通常、リソースを大量に消費するエージェントは 10 分間にわたって実行されます。エージェントが途中で終了する原因となる制約は他にもあります。

外部電源が必要

リソースを大量に消費するエージェントは、デバイスが外部電源に接続されていない限り実行されません。

携帯ネットワーク以外の接続が必要

デバイスで Wi-Fi 経由のネットワーク接続または PC への接続が行われていない限り、リソースを大量に消費するエージェントは実行されません。

バッテリーの最小電力

リソースを大量に消費するエージェントは、デバイスのバッテリー電力が 90% を上回っていないと実行されません。

デバイス画面のロックが必要

リソースを大量に消費するエージェントは、デバイス画面がロックされていないと実行されません。

アクティブな通話がない

リソースを大量に消費するエージェントは、通話がアクティブな場合は実行されません。

ネットワークを携帯ネットワークに変更できない

リソースを大量に消費するエージェントが AssociateToNetworkInterface(Socket, NetworkInterfaceInfo) の呼び出しを試み、MobileBroadbandGSM() または MobileBroadbandCDMA() を指定すると、メソッドの呼び出しは失敗します。

必要な条件がすべて満たされた状態となり、リソースを大量に消費するエージェントが起動された後で、デバイスの状態が変化していずれかの条件が満たされなくなると、リソースを大量に消費するエージェントはすぐに終了されます。

注意注意:

リソースを大量に消費するエージェントが実行されるために満たす必要がある、デバイスでの制約が原因で、エージェントが特定のデバイスでまったく実行されない可能性があります。
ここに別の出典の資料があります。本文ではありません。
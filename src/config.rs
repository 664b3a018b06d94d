use std::{collections::HashMap, path::PathBuf};

use config::{Config as ConfigLib, ConfigError, Environment, File};
use serde::Deserialize;

use crate::crypto::{self, PublicKey};
use crate::krl::CertificateInfo;

/// Keys whose values are comma separated lists when they come from the
/// environment or from overrides
const LIST_KEYS: &[&str] = &["krl.trusted_signers"];

#[derive(Debug, Clone, Deserialize)]
pub struct Config {
    pub krl: KrlConfig,
    #[serde(default)]
    pub check: Option<CheckConfig>,
}

#[derive(Debug, Clone, Deserialize)]
pub struct KrlConfig {
    /// Location of the binary KRL
    pub path: PathBuf,
    /// Reject lists that carry no valid signature at all
    #[serde(default)]
    pub require_signature: bool,
    /// OpenSSH public key lines. When non-empty, at least one signer of the
    /// list must be among them.
    #[serde(default)]
    pub trusted_signers: Vec<String>,
}

impl KrlConfig {
    pub fn parse_trusted_signers(&self) -> Result<Vec<PublicKey>, crypto::Error> {
        self.trusted_signers
            .iter()
            .map(|line| PublicKey::from_openssh(line))
            .collect()
    }
}

/// A single subject to look up in the list
#[derive(Debug, Clone, Deserialize)]
pub struct CheckConfig {
    pub public_key: String,
    /// Makes the subject a certificate issued by this CA
    #[serde(default)]
    pub ca_key: Option<String>,
    #[serde(default)]
    pub serial: Option<u64>,
    #[serde(default)]
    pub key_id: Option<String>,
}

#[derive(Debug, Clone, PartialEq, Eq)]
pub enum CheckSubject {
    Key(PublicKey),
    Certificate(CertificateInfo),
}

impl CheckConfig {
    pub fn subject(&self) -> Result<CheckSubject, crypto::Error> {
        let key = PublicKey::from_openssh(&self.public_key)?;
        let Some(ca_key) = &self.ca_key else {
            return Ok(CheckSubject::Key(key));
        };
        Ok(CheckSubject::Certificate(CertificateInfo::new(
            key,
            PublicKey::from_openssh(ca_key)?,
            self.serial.unwrap_or_default(),
            self.key_id.clone().unwrap_or_default(),
        )))
    }
}

impl Config {
    pub fn load() -> Result<Self, ConfigError> {
        Self::load_with_sources(None)
    }

    pub fn load_with_sources(
        env_vars: Option<HashMap<String, String>>,
    ) -> Result<Self, ConfigError> {
        let mut builder = ConfigLib::builder()
            .set_default("krl.path", "revoked_keys")?
            .set_default("krl.require_signature", false)?
            .add_source(File::with_name("config/settings").required(false));

        // Explicit overrides replace the process environment so tests do not
        // see each other's variables
        if let Some(vars) = env_vars {
            for (key, value) in vars {
                builder = if LIST_KEYS.contains(&key.as_str()) {
                    let items: Vec<String> = value
                        .split(',')
                        .map(str::trim)
                        .filter(|item| !item.is_empty())
                        .map(String::from)
                        .collect();
                    builder.set_override(&key, items)?
                } else {
                    builder.set_override(&key, value)?
                };
            }
        } else {
            // Format: KRL_KRL__PATH or KRL_CHECK__SERIAL
            let mut environment = Environment::with_prefix("KRL")
                .prefix_separator("_")
                .separator("__")
                .list_separator(",");
            for key in LIST_KEYS {
                environment = environment.with_list_parse_key(key);
            }
            builder = builder.add_source(environment);
        }

        builder.build()?.try_deserialize()
    }
}
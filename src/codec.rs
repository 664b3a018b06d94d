//! SSH-style wire primitives: big-endian integers and u32 length-prefixed
//! strings, as used by the KRL format and by SSH public key blobs.

mod errors;
mod reader;
mod writer;

pub use errors::Error;
pub use reader::Reader;
pub use writer::Writer;

pub(crate) type CodecResult<T> = Result<T, Error>;

/// Strip a big-endian magnitude down to its canonical SSH mpint body:
/// no redundant leading zeros, plus a single zero byte when the top bit is
/// set so the value stays positive.
pub fn mpint_bytes(magnitude: &[u8]) -> Vec<u8> {
    let start = magnitude
        .iter()
        .position(|&b| b != 0)
        .unwrap_or(magnitude.len());
    let trimmed = &magnitude[start..];

    let mut out = Vec::with_capacity(trimmed.len() + 1);
    if trimmed.first().is_some_and(|&b| b & 0x80 != 0) {
        out.push(0x00);
    }
    out.extend_from_slice(trimmed);
    out
}
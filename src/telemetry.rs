use std::sync::OnceLock;
use tracing_subscriber::{
    EnvFilter, fmt, layer::SubscriberExt as _, util::SubscriberInitExt as _,
};

const DEFAULT_FILTER: &str = "ssh_krl=info,krl_inspect=info,warn";

static INIT: OnceLock<()> = OnceLock::new();

/// Install the global subscriber once. `RUST_LOG` takes precedence over the
/// built-in filter. Output goes to stderr so stdout stays free for reports.
pub fn init_tracing() {
    init_tracing_with(DEFAULT_FILTER);
}

pub fn init_tracing_with(default_filter: &str) {
    let _ = INIT.get_or_init(|| {
        let env_filter = EnvFilter::try_from_default_env()
            .unwrap_or_else(|_| EnvFilter::new(default_filter));
        let _ = tracing_subscriber::registry()
            .with(fmt::layer().with_writer(std::io::stderr).with_target(false))
            .with(env_filter)
            .try_init();
    });
}
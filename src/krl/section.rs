use crate::codec::{self, Reader, Writer};
use crate::crypto::{HashAlg, PublicKey};

use super::{Error, KrlResult, section_type, subsection_type};

/// A top-level KRL section
#[derive(Debug, Clone, PartialEq, Eq)]
pub enum Section {
    /// Certificates revoked by serial or key id, scoped to one CA
    Certificates(CertificateSection),
    /// Keys revoked by exact blob match
    ExplicitKeys(ExplicitKeySection),
    /// Keys revoked by SHA-1 or SHA-256 digest of their blob
    Fingerprints(FingerprintSection),
}

impl Section {
    /// Tag written before the section body
    pub fn section_type(&self) -> u8 {
        match self {
            Section::Certificates(_) => section_type::CERTIFICATES,
            Section::ExplicitKeys(_) => section_type::EXPLICIT_KEY,
            Section::Fingerprints(section) => section.section_type(),
        }
    }

    pub(crate) fn encode(&self, writer: &mut Writer) {
        match self {
            Section::Certificates(section) => section.encode(writer),
            Section::ExplicitKeys(section) => {
                for key in &section.keys {
                    writer.put_string(key.as_bytes());
                }
            }
            Section::Fingerprints(section) => {
                for digest in &section.digests {
                    writer.put_string(digest);
                }
            }
        }
    }

    /// Decode a section body; the caller checks that `body` was exhausted
    pub(crate) fn decode(tag: u8, body: &mut Reader<'_>) -> KrlResult<Self> {
        match tag {
            section_type::CERTIFICATES => {
                CertificateSection::decode(body).map(Section::Certificates)
            }
            section_type::EXPLICIT_KEY => {
                let mut keys = Vec::new();
                while !body.is_empty() {
                    keys.push(decode_key(body.read_string()?)?);
                }
                Ok(Section::ExplicitKeys(ExplicitKeySection { keys }))
            }
            section_type::FINGERPRINT_SHA1 => {
                FingerprintSection::decode(HashAlg::Sha1, body).map(Section::Fingerprints)
            }
            section_type::FINGERPRINT_SHA256 => {
                FingerprintSection::decode(HashAlg::Sha256, body).map(Section::Fingerprints)
            }
            other => Err(Error::UnknownSectionType(other)),
        }
    }
}

impl From<CertificateSection> for Section {
    fn from(section: CertificateSection) -> Self {
        Section::Certificates(section)
    }
}

impl From<ExplicitKeySection> for Section {
    fn from(section: ExplicitKeySection) -> Self {
        Section::ExplicitKeys(section)
    }
}

impl From<FingerprintSection> for Section {
    fn from(section: FingerprintSection) -> Self {
        Section::Fingerprints(section)
    }
}

/// Revocations of certificates issued by `ca`
#[derive(Debug, Clone, PartialEq, Eq)]
pub struct CertificateSection {
    pub ca: PublicKey,
    pub subsections: Vec<CertificateSubsection>,
}
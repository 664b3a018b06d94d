use crate::codec::{Reader, Writer};
use crate::crypto::errors::{CryptoResult, Error};
use crate::crypto::keys::PublicKey;
use crate::crypto::{HashAlg, SignatureScheme, SigningKey, encode_signature};
use openssl::bn::BigNum;
use openssl::pkey::{HasPublic, PKey, Private, Public};
use openssl::rsa::Rsa;
use openssl::sign::{Signer, Verifier};
use rand::RngCore;
use std::fmt;

const KEY_ALGORITHM: &str = "ssh-rsa";

/// Smallest modulus accepted when generating or loading signing keys
pub const MIN_KEY_BITS: u32 = 1024;

/// RSA signing key producing `ssh-rsa` / `rsa-sha2-*` signatures
#[derive(Clone)]
pub struct RsaKeyPair {
    key: PKey<Private>,
    public_key: PublicKey,
    hash_alg: HashAlg,
}

impl RsaKeyPair {
    /// Generate a new RSA key pair signing with `ssh-rsa` (SHA-1)
    pub fn generate(bits: u32) -> CryptoResult<Self> {
        if bits < MIN_KEY_BITS {
            return Err(Error::Invalid(format!(
                "RSA keys must have at least {MIN_KEY_BITS} bits"
            )));
        }
        let rsa = Rsa::generate(bits)?;
        Self::from_pkey(PKey::from_rsa(rsa)?)
    }

    /// Load from PEM-encoded PKCS#1/PKCS#8.
    pub fn from_pem(pem_bytes: impl AsRef<[u8]>) -> CryptoResult<Self> {
        Self::from_pkey(PKey::private_key_from_pem(pem_bytes.as_ref())?)
    }

    /// Load from DER-encoded PKCS#1/PKCS#8.
    pub fn from_der(der_bytes: impl AsRef<[u8]>) -> CryptoResult<Self> {
        Self::from_pkey(PKey::private_key_from_der(der_bytes.as_ref())?)
    }

    fn from_pkey(key: PKey<Private>) -> CryptoResult<Self> {
        let rsa = key.rsa()?;
        let public_key = encode_public_key(&rsa)?;
        Ok(Self {
            key,
            public_key,
            hash_alg: HashAlg::Sha1,
        })
    }

    /// Switch the signature digest: SHA-1 (`ssh-rsa`), SHA-256
    /// (`rsa-sha2-256`) or SHA-512 (`rsa-sha2-512`)
    pub fn with_hash(mut self, hash_alg: HashAlg) -> CryptoResult<Self> {
        if hash_alg == HashAlg::Sha384 {
            return Err(Error::UnsupportedAlgorithm(
                "RSA signatures over SHA-384 have no SSH name".into(),
            ));
        }
        self.hash_alg = hash_alg;
        Ok(self)
    }

    /// The signature scheme this key signs with
    pub fn scheme(&self) -> SignatureScheme {
        SignatureScheme::Rsa(self.hash_alg)
    }

    /// Modulus size in bits
    pub fn bits(&self) -> u32 {
        self.key.bits()
    }

    /// Serialize as PEM-encoded PKCS#8.
    pub fn to_pem(&self) -> CryptoResult<String> {
        let pem_bytes = self.key.private_key_to_pem_pkcs8()?;
        Ok(String::from_utf8_lossy(&pem_bytes).to_string())
    }
}

impl SigningKey for RsaKeyPair {
    fn public_key(&self) -> &PublicKey {
        &self.public_key
    }

    fn sign(&self, _rng: &mut dyn RngCore, message: &[u8]) -> CryptoResult<Vec<u8>> {
        let mut signer = Signer::new(self.hash_alg.into(), &self.key)?;
        signer.update(message)?;
        let signature = signer.sign_to_vec()?;

        encode_signature(self.scheme(), &signature)
    }
}

impl fmt::Debug for RsaKeyPair {
    fn fmt(&self, f: &mut fmt::Formatter<'_>) -> fmt::Result {
        f.debug_struct("RsaKeyPair")
            .field("bits", &self.bits())
            .field("scheme", &self.scheme())
            .field("private_key", &"[REDACTED]")
            .field("public_key", &self.public_key)
            .finish()
    }
}

/// `string "ssh-rsa", mpint e, mpint n`
fn encode_public_key<T: HasPublic>(rsa: &Rsa<T>) -> CryptoResult<PublicKey> {
    let mut writer = Writer::new();
    writer
        .put_string(KEY_ALGORITHM)
        .put_mpint(&rsa.e().to_vec())
        .put_mpint(&rsa.n().to_vec());
    PublicKey::from_blob(writer.finish()?)
}

fn decode_public_key(key: &PublicKey) -> CryptoResult<PKey<Public>> {
    let mut reader = Reader::new(key.as_bytes());
    if reader.read_string()? != KEY_ALGORITHM.as_bytes() {
        return Err(Error::Invalid(format!("Not an RSA key: {}", key.algorithm())));
    }
    let e = BigNum::from_slice(reader.read_mpint()?)?;
    let n = BigNum::from_slice(reader.read_mpint()?)?;
    reader.finish()?;

    let rsa = Rsa::from_public_components(n, e)?;
    Ok(PKey::from_rsa(rsa)?)
}

/// Verify a raw RSA PKCS#1 v1.5 signature
pub(crate) fn verify(
    key: &PublicKey,
    message: &[u8],
    signature: &[u8],
    hash_alg: HashAlg,
) -> CryptoResult<bool> {
    let pkey = decode_public_key(key)?;
    if pkey.bits() < MIN_KEY_BITS {
        return Err(Error::Invalid(format!(
            "RSA key of {} bits is too small",
            pkey.bits()
        )));
    }

    let mut verifier = Verifier::new(hash_alg.into(), &pkey)?;
    verifier.update(message)?;
    Ok(verifier.verify(signature)?)
}
#![allow(dead_code)]

use hex_literal::hex;
use rand::SeedableRng;
use rand::rngs::StdRng;
use ssh_krl::crypto::Ed25519KeyPair;

/// Generation date (and version) of both recorded lists
pub const GENERATED_DATE: u64 = 1136239445;

/// Three-signer `ssh-rsa` list published alongside the reference suite
pub const SIGNED_RSA: &[u8] = include_bytes!("../../test_data/signed_rsa.krl");

/// Length of [`SIGNED_RSA`] up to its first signature section
pub const SIGNED_RSA_UNSIGNED_LEN: usize = 221;

/// Position of the low byte of the revoked serial 9298 in [`SIGNED_RSA`]
pub const SIGNED_RSA_SERIAL_LOW_BYTE: usize = 220;

/// List built from the RFC 8032 seeds below, signed by seeds one and three
pub const GOLDEN_ED25519: &[u8] = include_bytes!("../../test_data/golden_ed25519.krl");

pub const GOLDEN_ED25519_UNSIGNED_LEN: usize = 336;

// RFC 8032 section 7.1, tests 1 to 3
pub const SEED_CA: [u8; 32] =
    hex!("9d61b19deffd5a60ba844af492ec2cc44449c5697b326919703bac031cae7f60");
pub const SEED_REVOKED: [u8; 32] =
    hex!("4ccd089b28ff96da9db6c346ec114e0f5b8a319f35aba624da8cf6ed4fb8a6fb");
pub const SEED_COSIGNER: [u8; 32] =
    hex!("c5aa8df43f9f837bedb7442f31dcb7b166d38535076f094b85ce3a2e0b4458f7");

pub fn ed25519(seed: &[u8; 32]) -> Ed25519KeyPair {
    Ed25519KeyPair::from_seed(seed).expect("valid Ed25519 seed")
}

pub fn rng() -> StdRng {
    StdRng::seed_from_u64(0x5353_484b)
}
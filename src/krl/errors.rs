use thiserror::Error;

use crate::{codec, crypto};

/// Errors raised while parsing or serializing a KRL.
///
/// Every error is terminal: a document that fails to parse must be treated
/// as untrusted as a whole.
#[derive(Error, Debug)]
pub enum Error {
    #[error("Input does not start with the KRL magic")]
    BadMagic,

    #[error("Unsupported KRL format version {0}")]
    UnsupportedVersion(u32),

    /// Truncated input, a length prefix past the end, or a bounded blob with
    /// leftover bytes
    #[error(transparent)]
    Wire(#[from] codec::Error),

    #[error("Unknown section type 0x{0:02x}")]
    UnknownSectionType(u8),

    #[error("Unknown certificate subsection type 0x{0:02x}")]
    UnknownSubsectionType(u8),

    #[error("Section 0x{section_type:02x} has {remaining} undecoded bytes")]
    TrailingSectionBytes { section_type: u8, remaining: usize },

    #[error("Invalid serial range: {lo} > {hi}")]
    InvalidRange { lo: u64, hi: u64 },

    #[error("Fingerprint is {actual} bytes long, expected {expected}")]
    InvalidFingerprintLength { expected: usize, actual: usize },

    #[error("Invalid public key: {0}")]
    InvalidKey(#[source] crypto::Error),

    #[error("The {0} is not valid UTF-8")]
    InvalidString(&'static str),

    /// A signature section that ends before its key or signature blob does
    #[error("Incomplete signature section in the last {remaining} bytes")]
    UnexpectedTrailingBytes { remaining: usize },

    /// Bytes after the signatures that do not start another signature
    #[error("{remaining} bytes follow the signature trailer")]
    TrailingBytes { remaining: usize },

    #[error("Serial bitmap would span {span} serials, at most {max} are allowed")]
    BitmapTooWide { span: u64, max: u64 },

    #[error("KRL signature by {signer} is invalid")]
    InvalidSignature { signer: String },

    #[error("Signing with {signer} failed: {source}")]
    SigningFailure {
        signer: String,
        #[source]
        source: crypto::Error,
    },
}
//! OpenSSH Key Revocation Lists.
//!
//! A [`Krl`] is either built programmatically and turned into bytes with
//! [`Krl::serialize`], or read back with [`Krl::parse`]. Both directions
//! record the keys that signed the document in [`Krl::signing_keys`].
//! Queries go through [`Krl::is_revoked`] and [`Krl::is_key_revoked`].

mod errors;
mod parser;
mod revocation;
mod section;
mod serializer;

pub use errors::Error;
pub use revocation::CertificateInfo;
pub use section::{
    CertificateSection, CertificateSubsection, ExplicitKeySection, FingerprintSection, Section,
    SerialBitmap, SerialRange,
};

use crate::crypto::PublicKey;

pub(crate) type KrlResult<T> = Result<T, Error>;

/// `"SSHKRL\n\0"` read as a big-endian u64
pub const KRL_MAGIC: u64 = 0x5353_484b_524c_0a00;

/// The only format version defined so far
pub const KRL_FORMAT_VERSION: u32 = 1;

/// Wire tags of top-level sections
pub mod section_type {
    pub const CERTIFICATES: u8 = 0x01;
    pub const EXPLICIT_KEY: u8 = 0x02;
    pub const FINGERPRINT_SHA1: u8 = 0x03;
    pub const SIGNATURE: u8 = 0x04;
    pub const FINGERPRINT_SHA256: u8 = 0x05;
}

/// Wire tags of certificate subsections
pub mod subsection_type {
    pub const SERIAL_LIST: u8 = 0x20;
    pub const SERIAL_RANGE: u8 = 0x21;
    pub const SERIAL_BITMAP: u8 = 0x22;
    pub const KEY_ID: u8 = 0x23;
}

/// A key revocation list
#[derive(Debug, Clone, Default, PartialEq, Eq)]
pub struct Krl {
    /// Monotonic version of the list
    pub version: u64,
    /// Generation time in seconds since the Unix epoch (UTC)
    pub generated_date: u64,
    /// Reserved for future use, zero in every list seen so far
    pub flags: u64,
    pub comment: String,
    pub sections: Vec<Section>,
    signing_keys: Vec<PublicKey>,
}

impl Krl {
    /// An empty, unsigned list. The version starts out equal to the
    /// generation date.
    pub fn new(generated_date: u64) -> Self {
        Self {
            version: generated_date,
            generated_date,
            ..Self::default()
        }
    }

    pub fn with_version(mut self, version: u64) -> Self {
        self.version = version;
        self
    }

    pub fn with_comment(mut self, comment: impl Into<String>) -> Self {
        self.comment = comment.into();
        self
    }

    pub fn with_section(mut self, section: impl Into<Section>) -> Self {
        self.sections.push(section.into());
        self
    }

    /// Keys whose signatures were verified by [`Krl::parse`], or the keys
    /// used by the last successful [`Krl::serialize`], in order
    pub fn signing_keys(&self) -> &[PublicKey] {
        &self.signing_keys
    }

    /// Whether `key` is among [`Krl::signing_keys`]
    pub fn is_signed_by(&self, key: &PublicKey) -> bool {
        self.signing_keys.contains(key)
    }
}
use crate::crypto::HashAlg;
use crate::crypto::errors::{CryptoResult, Error};
use openssl::ec::EcGroup;
use openssl::nid::Nid;
use std::fmt;

/// Elliptic curves usable in `ecdsa-sha2-*` SSH keys
#[derive(Debug, Clone, Default, Copy, PartialEq, Eq, Hash)]
pub enum Curve {
    /// NIST P-256 (secp256r1)
    #[default]
    NistP256,
    /// NIST P-384 (secp384r1)
    NistP384,
    /// NIST P-521 (secp521r1)
    NistP521,
}

impl Curve {
    /// Get the OpenSSL NID for this curve
    pub fn to_nid(self) -> Nid {
        match self {
            Curve::NistP256 => Nid::X9_62_PRIME256V1,
            Curve::NistP384 => Nid::SECP384R1,
            Curve::NistP521 => Nid::SECP521R1,
        }
    }

    /// Look up a curve from its OpenSSL NID
    pub fn from_nid(nid: Nid) -> CryptoResult<Self> {
        Curve::all()
            .iter()
            .copied()
            .find(|curve| curve.to_nid() == nid)
            .ok_or_else(|| Error::UnsupportedCurve(format!("{nid:?}")))
    }

    /// Create an OpenSSL EcGroup for this curve
    pub fn to_ec_group(self) -> CryptoResult<EcGroup> {
        Ok(EcGroup::from_curve_name(self.to_nid())?)
    }

    /// Curve identifier embedded in the key blob
    pub fn identifier(self) -> &'static str {
        match self {
            Curve::NistP256 => "nistp256",
            Curve::NistP384 => "nistp384",
            Curve::NistP521 => "nistp521",
        }
    }

    /// Key and signature algorithm name
    pub fn ssh_algorithm(self) -> &'static str {
        match self {
            Curve::NistP256 => "ecdsa-sha2-nistp256",
            Curve::NistP384 => "ecdsa-sha2-nistp384",
            Curve::NistP521 => "ecdsa-sha2-nistp521",
        }
    }

    /// Parse the curve identifier of a key blob
    pub fn from_identifier(identifier: impl AsRef<[u8]>) -> CryptoResult<Self> {
        let identifier = identifier.as_ref();
        Curve::all()
            .iter()
            .copied()
            .find(|curve| curve.identifier().as_bytes() == identifier)
            .ok_or_else(|| {
                Error::UnsupportedCurve(String::from_utf8_lossy(identifier).into_owned())
            })
    }

    /// Digest paired with this curve by RFC 5656
    pub fn hash_alg(self) -> HashAlg {
        match self {
            Curve::NistP256 => HashAlg::Sha256,
            Curve::NistP384 => HashAlg::Sha384,
            Curve::NistP521 => HashAlg::Sha512,
        }
    }

    /// Get the key size in bytes for this curve
    pub fn key_size(self) -> usize {
        match self {
            Curve::NistP256 => 32,
            Curve::NistP384 => 48,
            Curve::NistP521 => 66,
        }
    }

    /// Get the uncompressed point size in bytes
    pub fn uncompressed_point_size(self) -> usize {
        1 + 2 * self.key_size()
    }

    /// Get all supported curves
    pub fn all() -> &'static [Curve] {
        &[Curve::NistP256, Curve::NistP384, Curve::NistP521]
    }
}

impl fmt::Display for Curve {
    fn fmt(&self, f: &mut fmt::Formatter<'_>) -> fmt::Result {
        let name = match self {
            Curve::NistP256 => "NIST P-256 (secp256r1)",
            Curve::NistP384 => "NIST P-384 (secp384r1)",
            Curve::NistP521 => "NIST P-521 (secp521r1)",
        };
        write!(f, "{name}")
    }
}

#[cfg(test)]
mod tests {
    use super::*;

    #[test]
    fn test_curve_properties() {
        for &curve in Curve::all() {
            assert!(curve.to_ec_group().is_ok());
            assert_eq!(Curve::from_nid(curve.to_nid()).unwrap(), curve);
            assert_eq!(Curve::from_identifier(curve.identifier()).unwrap(), curve);
            assert!(curve.ssh_algorithm().ends_with(curve.identifier()));
        }
    }

    #[test]
    fn test_unknown_identifier() {
        assert!(matches!(
            Curve::from_identifier("brainpoolP256r1"),
            Err(Error::UnsupportedCurve(_))
        ));
    }
}
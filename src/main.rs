use std::process::ExitCode;

use color_eyre::eyre::{WrapErr, bail, eyre};
use ssh_krl::{
    Krl,
    config::{CheckSubject, Config},
    crypto::PublicKey,
    telemetry,
};

fn main() -> color_eyre::Result<ExitCode> {
    color_eyre::install()?;
    dotenvy::dotenv().ok();
    telemetry::init_tracing();

    let config = Config::load()?;
    tracing::debug!("Loaded configuration: {:?}", config);

    let data = std::fs::read(&config.krl.path)
        .wrap_err_with(|| format!("Failed to read KRL from {}", config.krl.path.display()))?;
    let krl = Krl::parse(&data).wrap_err("Failed to parse KRL")?;

    let trusted = config.krl.parse_trusted_signers()?;
    enforce_signers(&krl, config.krl.require_signature, &trusted)?;

    tracing::info!(
        version = krl.version,
        generated_date = krl.generated_date,
        sections = krl.sections.len(),
        signers = krl.signing_keys().len(),
        comment = %krl.comment,
        "Loaded KRL"
    );
    for signer in krl.signing_keys() {
        tracing::info!(signer = %signer, algorithm = signer.algorithm(), "Signed by");
    }

    let Some(check) = &config.check else {
        return Ok(ExitCode::SUCCESS);
    };
    let revoked = match check.subject()? {
        CheckSubject::Key(key) => krl.is_key_revoked(&key),
        CheckSubject::Certificate(cert) => krl.is_revoked(&cert),
    };

    if revoked {
        println!("revoked");
        Ok(ExitCode::FAILURE)
    } else {
        println!("not revoked");
        Ok(ExitCode::SUCCESS)
    }
}

fn enforce_signers(
    krl: &Krl,
    require_signature: bool,
    trusted: &[PublicKey],
) -> color_eyre::Result<()> {
    let signers = krl.signing_keys();
    if signers.is_empty() {
        if require_signature || !trusted.is_empty() {
            bail!("KRL is not signed");
        }
        return Ok(());
    }
    if !trusted.is_empty() && !signers.iter().any(|signer| trusted.contains(signer)) {
        return Err(eyre!("None of the {} KRL signers is trusted", signers.len()));
    }
    Ok(())
}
たとえば、ユーザーが Wi-Fi または PC にアクセスできない場合、携帯ネットワーク以外への接続を行うことはできず、リソースを大量に消費するエージェントはデバイス上で実行されません。また、リソースを大量に消費するエージェントは一度に 1 つのみ実行されるため、リソースを大量に消費するエージェントを使用するアプリケーションがそれより多くデバイスにインストールされている場合、エージェントが実行される可能性はさらに低くなります。アプリケーションを設計するときは、このことを考慮する必要があります。